A Filipino Family Needs P10,481 A Month To Meet Basic Needs – PSA

What does it mean to be poor in the Philippines nowadays?

Well, according to the Philippine Statistics Authority (PSA), a family of five would need at least P10,481 to cover the basic costs of living, including food and non-food needs every month. Within the said amount, no less than P7,337 would be required to by the same family just for food subsistence.

Poverty Incidence

The said amount, also known as the poverty threshold, is what the government uses to gauge if a Filipino household is deemed poor. In comparison, this is higher by 10.9 percent than the amount needed by a family in 2015, which was P9,064 on average.

Despite the rising costs of subsistence among Filipinos, the government believes that poverty incidence in the country has dropped. From the first half of 2015, the rate of poverty incidence has dipped from 27.6 percent to 21 percent during the same period in 2018.

Drop in poverty incidence despite economic hurdles

The National Economic and Development Authority (NEDA) said that the 6.6-percent drop in poverty rate in the Philippines can be attributed to the sustained economic development and reforms undertaken by the Duterte administration.

In a statement by Socioeconomic Planning Undersecretary Adoracion Navarro, she said that the decrease in poverty came as the country faced economic hurdles such as overheating economy and declining foreign investments.

“Over the course of three years, we can see that poverty decreased substantially—down by 6.6 percentage points—thanks to sustained economic growth and critical and broad-based reforms and investments that have translated to employment generation and social protection,” she said in a statement.

(Read: Inflation Leaves 6.2 Million Filipino Families Struggling)

Factors that contributed to the decline in poor families

In a nutshell, Navarro believes that the following factors contributed to the decline in the number of poor families in the country:

  • Increase in jobs in the manufacturing and construction industry
  • Income increase due to shift from agriculture to service industry
  • Expansion of social programs like conditional and unconditional cash transfers
  • Bigger take-home pay for low-income earners due to the tax reform

While the numbers seem to be good news, Navarro said that the government is still waiting for the statistics for the second half of 2018 to figure out if the administration is on its track to meet the goals in its Philippine Development Plan until 2022.

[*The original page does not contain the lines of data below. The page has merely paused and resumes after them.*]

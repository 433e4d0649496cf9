//! Install locations, naming rules and limits of uploaded projects.

/// Where plugins live inside an archive.
pub const PLUGIN_PATH: &str = "addons/source-python/plugins/";
/// Where custom packages live inside an archive.
pub const PACKAGE_PATH: &str = "addons/source-python/packages/custom/";

/// Python source extension used to discover candidates.
pub const SOURCE_EXTENSION: &str = ".py";
pub const REQUIREMENTS_FILE: &str = "requirements.json";

pub const FORBIDDEN_NAMES: &[&str] = &["create"];
pub const FORBIDDEN_PREFIX: &str = "sp_";

/// Data files a project may ship next to its code.
pub const READABLE_DATA_FILE_TYPES: &[&str] = &["json", "ini", "res", "txt", "vdf", "xml"];

/// Directories any project may ship files into, with the extensions accepted there.
pub const ALLOWED_FILE_TYPES: &[(&str, &[&str])] = &[
    ("cfg/source-python/", &["cfg", "ini", "md"]),
    ("log/source-python/", &["md", "txt"]),
    ("models/", &["ani", "mdl", "phy", "vmf", "vmx", "vtf", "vtx", "vvd"]),
    ("particles/", &["pcf", "txt"]),
    ("resource/source-python/events/", &["md", "res", "txt"]),
    ("resource/source-python/translations/", &["md", "ini"]),
    ("sound/source-python/", &["mp3", "ogg", "wav"]),
];

pub const NAME_MAX_LENGTH: usize = 64;
pub const BASENAME_MAX_LENGTH: usize = 32;
pub const SLUG_MAX_LENGTH: usize = 32;
pub const SYNOPSIS_MAX_LENGTH: usize = 128;
pub const DESCRIPTION_MAX_LENGTH: usize = 1024;
pub const CONFIGURATION_MAX_LENGTH: usize = 1024;
pub const RELEASE_NOTES_MAX_LENGTH: usize = 512;
pub const RELEASE_VERSION_MAX_LENGTH: usize = 8;
pub const USERNAME_MAX_LENGTH: usize = 30;
pub const TAG_MAX_LENGTH: usize = 16;
pub const SUB_PLUGIN_PATH_MAX_LENGTH: usize = 256;

pub const MAX_TAGS_PER_PROJECT: usize = 5;
pub const MAX_IMAGES_PER_PROJECT: usize = 10;
pub const LOGO_MAX_SIDE: u32 = 200;
pub const IMAGE_MAX_SIDE: u32 = 400;

/// Form fields that validation errors are reported against.
pub mod fields {
    pub const ZIP_FILE: &str = "zip_file";
    pub const VERSION: &str = "version";
    pub const NAME: &str = "name";
    pub const NOTES: &str = "notes";
    pub const LOGO: &str = "logo";
    pub const IMAGE: &str = "image";
    pub const PATH: &str = "path";
    pub const USERNAME: &str = "username";
    pub const TAG: &str = "tag";
    pub const GAME: &str = "game";
    pub const PLUGIN: &str = "plugin";
}

/// `OpenAPI` tags.
pub mod api_tags {
    pub const SYSTEM: &str = "System";
    pub const ARCHIVES: &str = "Archives";
    pub const PROJECTS: &str = "Projects";
    pub const PEOPLE: &str = "People";
    pub const METADATA: &str = "Metadata";
}
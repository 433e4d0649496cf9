use crate::error::CatalogError;
use crate::model::{
    DownloadLink, ForumUser, Game, Project, PyPiProject, Tag, VersionControlRequirement,
};
use fxhash::{FxHashMap, FxHashSet};
use parking_lot::{RwLock, RwLockReadGuard, RwLockWriteGuard};
use pmgr_kernel::domain::project::{ProjectKey, ProjectKind};

/// Everything the catalog knows, guarded by one lock.
#[derive(Debug, Default)]
pub(crate) struct CatalogState {
    pub(crate) projects: FxHashMap<ProjectKey, Project>,
    pub(crate) users: FxHashMap<u64, ForumUser>,
    pub(crate) tags: FxHashMap<String, Tag>,
    /// Keyed by slug.
    pub(crate) games: FxHashMap<String, Game>,
    /// Keyed by slug.
    pub(crate) pypi: FxHashMap<String, PyPiProject>,
    /// Keyed by url.
    pub(crate) downloads: FxHashMap<String, DownloadLink>,
    /// Keyed by url.
    pub(crate) vcs: FxHashMap<String, VersionControlRequirement>,
    /// Keys of projects whose first archive is still being written.
    pub(crate) creating: FxHashSet<ProjectKey>,
    /// Media paths claimed by uploads that have not been recorded yet.
    pub(crate) pending: FxHashSet<String>,
}

impl CatalogState {
    pub(crate) fn project(&self, key: &ProjectKey) -> Result<&Project, CatalogError> {
        self.projects.get(key).ok_or_else(|| missing(key))
    }

    pub(crate) fn project_mut(&mut self, key: &ProjectKey) -> Result<&mut Project, CatalogError> {
        self.projects.get_mut(key).ok_or_else(|| missing(key))
    }

    pub(crate) fn user(&self, forum_id: u64) -> Result<&ForumUser, CatalogError> {
        self.users.get(&forum_id).ok_or_else(|| {
            CatalogError::forbidden(format!("Forum user {forum_id} is not registered."))
        })
    }

    pub(crate) fn user_by_name(&self, username: &str) -> Option<&ForumUser> {
        self.users.values().find(|user| user.username == username)
    }

    /// Projects of `kind` that share a namespace with `plugin` (sub-plugins of the same parent).
    pub(crate) fn siblings<'a>(
        &'a self,
        kind: ProjectKind,
        plugin: Option<&'a str>,
    ) -> impl Iterator<Item = &'a Project> + 'a {
        self.projects
            .values()
            .filter(move |project| project.key.kind == kind && project.key.plugin.as_deref() == plugin)
    }

    /// A package addressed by slug or by basename.
    pub(crate) fn package(&self, name: &str) -> Option<&Project> {
        self.projects.get(&ProjectKey::package(name)).or_else(|| {
            self.siblings(ProjectKind::Package, None).find(|project| project.basename == name)
        })
    }
}

#[derive(Debug, Default)]
pub(crate) struct CatalogStore {
    state: RwLock<CatalogState>,
}

impl CatalogStore {
    pub(crate) fn read(&self) -> RwLockReadGuard<'_, CatalogState> {
        self.state.read()
    }

    pub(crate) fn write(&self) -> RwLockWriteGuard<'_, CatalogState> {
        self.state.write()
    }
}

fn missing(key: &ProjectKey) -> CatalogError {
    match &key.plugin {
        Some(plugin) => CatalogError::not_found(format!(
            "No {} \"{}\" found for plugin \"{plugin}\".",
            key.kind, key.slug
        )),
        None => CatalogError::not_found(format!("No {} \"{}\" found.", key.kind, key.slug)),
    }
}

“Overall, it is encouraging to see poverty continuing to decline as lives of Filipinos continue to improve. We hope to see robust economic growth and a growing labor market temper the effects of recent high inflation on poverty in the second half of 2018,” she said.

(Read: SWS Survey Shows Highest Level Of Self-Rated Poor Filipino Families Since 2014)

Income equality broadening

What about the rich? What will make you say that you’ve finally made it up there?

Bloomberg reported that private banks in the world have given their threshold on what “wealth line” should affluent people should cross to be considered rich in this day and age: $25 million. In the current exchange rate, it translates to the tune of P1.296 billion.

(Read: World’s Top 26 Billionaires Own As Much As The Poorest 3.8 Billion)

However, the business publication said that despite it being the benchmark around the world to be considered rich, passing the said marker will only make people belong to a class called the “economy-class rich.” What they deem as business class is $100 million and the ultra-luxe have a net worth of $1 billion.

For reference, a person with a $25 million net worth can sustain more than 120,000 families within the poverty line.

The country’s one-percenters, which can be found at Forbes’ “Philippines’ 50 Richest” are all above the wealth line. In 2017, Entrepreneur Philippines reported that there are 2,186 Filipinos who have a net worth between $10 and $50 billion dollars, which is just 0.9 percent of the country’s population. As the amount gets bigger, the number of participants who hold the wealth of the country will diminish.